WORK TASK - Check the listing below for lines that hold "user". How many are there? Please give only the number.

═══

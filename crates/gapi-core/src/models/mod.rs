//! Data models for the dashboard server admin API.
//!
//! These are flat DTOs mirroring the server's JSON shapes:
//!
//! - `User`, `AdminCreateUserForm`: user accounts and the admin create form
//! - `Org`, `OrgResponse`: organizations and their mutation replies
//! - `Dashboard`, `DashboardEntry`: stored dashboards and search hits
//! - Save/import request and response types for dashboard persistence

pub mod dashboard;
pub mod organization;
pub mod user;

pub use dashboard::{
    Dashboard, DashboardEntry, DashboardImportInput, DashboardImportResponse, DashboardList,
    DashboardMeta, DashboardSaveResponse, SearchQuery,
};
pub use organization::{Org, OrgResponse};
pub use user::{AdminCreateUserForm, AdminCreateUserResponse, SwitchUserContextResponse, User};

═══

WRITTEN REPLY - 3